Microsoft Excel is a robust tool that almost everyone is familiar with. This might not be the software you are taught most as an architecture student, but as an architect, you are required to churn numbers for designing error-free blueprints for buildings.

It is much more than a mere cataloging tool. According to CFI, Excel definition is a spreadsheet software program that helps to compute and analyze critical data with formulas and functions. It also makes data management super easy and effective through visual representations. So, you can use Excel to perform the less glamorous tasks.

Why Should An Architect Or An Architecture Student Learn Excel?

Microsoft Excel is mainly used for analyzing and reporting in most businesses. As an architect, your standard days would consist of creating reports and graphs to help you design a building.

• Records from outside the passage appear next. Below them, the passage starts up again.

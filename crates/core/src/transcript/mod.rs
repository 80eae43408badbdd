//! Durable, append-only conversation transcripts.
//!
//! One plain-text file per conversation. Every block is flushed to storage
//! before the call that wrote it returns, so the file is always the source
//! of truth for resume.

pub mod format;
mod store;

pub use format::{Block, FormatError, ParsedTranscript, FEEDBACK_LABEL, RULE, USER_SPEAKER};
pub use store::{ConversationHandle, OpenOutcome, TranscriptInfo, TranscriptStore};

use dk_protocol::conversation_models::{ConversationStatus, TurnOrigin};
use std::path::PathBuf;
use thiserror::Error;
use uuid::Uuid;

#[derive(Error, Debug)]
pub enum TranscriptError {
    #[error("I/O error on transcript {path}: {source}")]
    Io {
        path: PathBuf,
        #[source]
        source: std::io::Error,
    },

    #[error("Malformed transcript {path}: {source}")]
    Format {
        path: PathBuf,
        #[source]
        source: FormatError,
    },

    #[error("Conversation {id} is {status:?} and accepts no more writes")]
    NotActive {
        id: Uuid,
        status: ConversationStatus,
    },

    #[error("Conversation {0} does not exist and no topic was given to create it")]
    MissingTopic(Uuid),

    #[error("Could not find a free transcript file name for {0}")]
    NameExhausted(PathBuf),

    #[error("Transcript {0} holds a partial write that could not be rolled back")]
    Poisoned(PathBuf),
}

impl TranscriptError {
    pub(crate) fn io(path: impl Into<PathBuf>, source: std::io::Error) -> Self {
        Self::Io {
            path: path.into(),
            source,
        }
    }
}

/// A turn about to be appended. Index and timestamp are assigned on write.
#[derive(Debug, Clone, PartialEq, Eq)]
pub struct TurnDraft {
    pub speaker: String,
    pub persona: String,
    pub stance: String,
    pub content: String,
    pub round: u32,
    pub origin: TurnOrigin,
}

impl TurnDraft {
    pub fn agent(speaker: impl Into<String>, content: impl Into<String>, round: u32) -> Self {
        Self {
            speaker: speaker.into(),
            persona: String::new(),
            stance: String::new(),
            content: content.into(),
            round,
            origin: TurnOrigin::Agent,
        }
    }

    pub fn user(content: impl Into<String>, round: u32) -> Self {
        Self {
            origin: TurnOrigin::User,
            ..Self::agent(USER_SPEAKER, content, round)
        }
    }

    /// The summary seeding a conversation created by a reset.
    pub fn compression(summarizer: impl Into<String>, summary: impl Into<String>, round: u32) -> Self {
        Self {
            origin: TurnOrigin::Compression,
            ..Self::agent(summarizer, summary, round)
        }
    }

    pub fn with_persona(mut self, persona: impl Into<String>, stance: impl Into<String>) -> Self {
        self.persona = persona.into();
        self.stance = stance.into();
        self
    }
}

But the main reason you should learn Excel as a professional is to speed up your work and increase efficiency. It also helps you visualize the data for your projects. It is a game-changing tool for any architect.

Data management and crunching numbers have never been easier with the plethora of shortcuts and formulas that are available in Excel. But if you are a beginner, figuring out the foundations and macro aspects will give you the most bang for your buck.

You can remain ahead of your competition if you have deeper knowledge about Microsoft Excel. You can take professional help to master this incredibly useful tool. If you are on a busy schedule, digital institutes are a great place to get started on a limited budget. The Excel courses from Acuity Training are great for learning how to organize, structure, maneuver, and streamline complex data with formulas and functions.

How To Advance Your Career With Excel Formulas?

First and foremost, you must get the Microsoft Excel software on your device. If you are still using the previous version of the software like Excel 2010 or Excel 2016, update it to the latest version. The tool may look like a mere digital graph paper.

The essence of Microsoft Excel lies in its abundance of formulas. A formula is an equation that is used to compute and process data or values. Using a formula in Excel is simple. You would only have to type an equal to sign (=) and the formula into the cell. You can also use the drop-downs in the formula ribbon to select the category and use the formula. All the formulas are categorized in the dialog box in which you can input your values.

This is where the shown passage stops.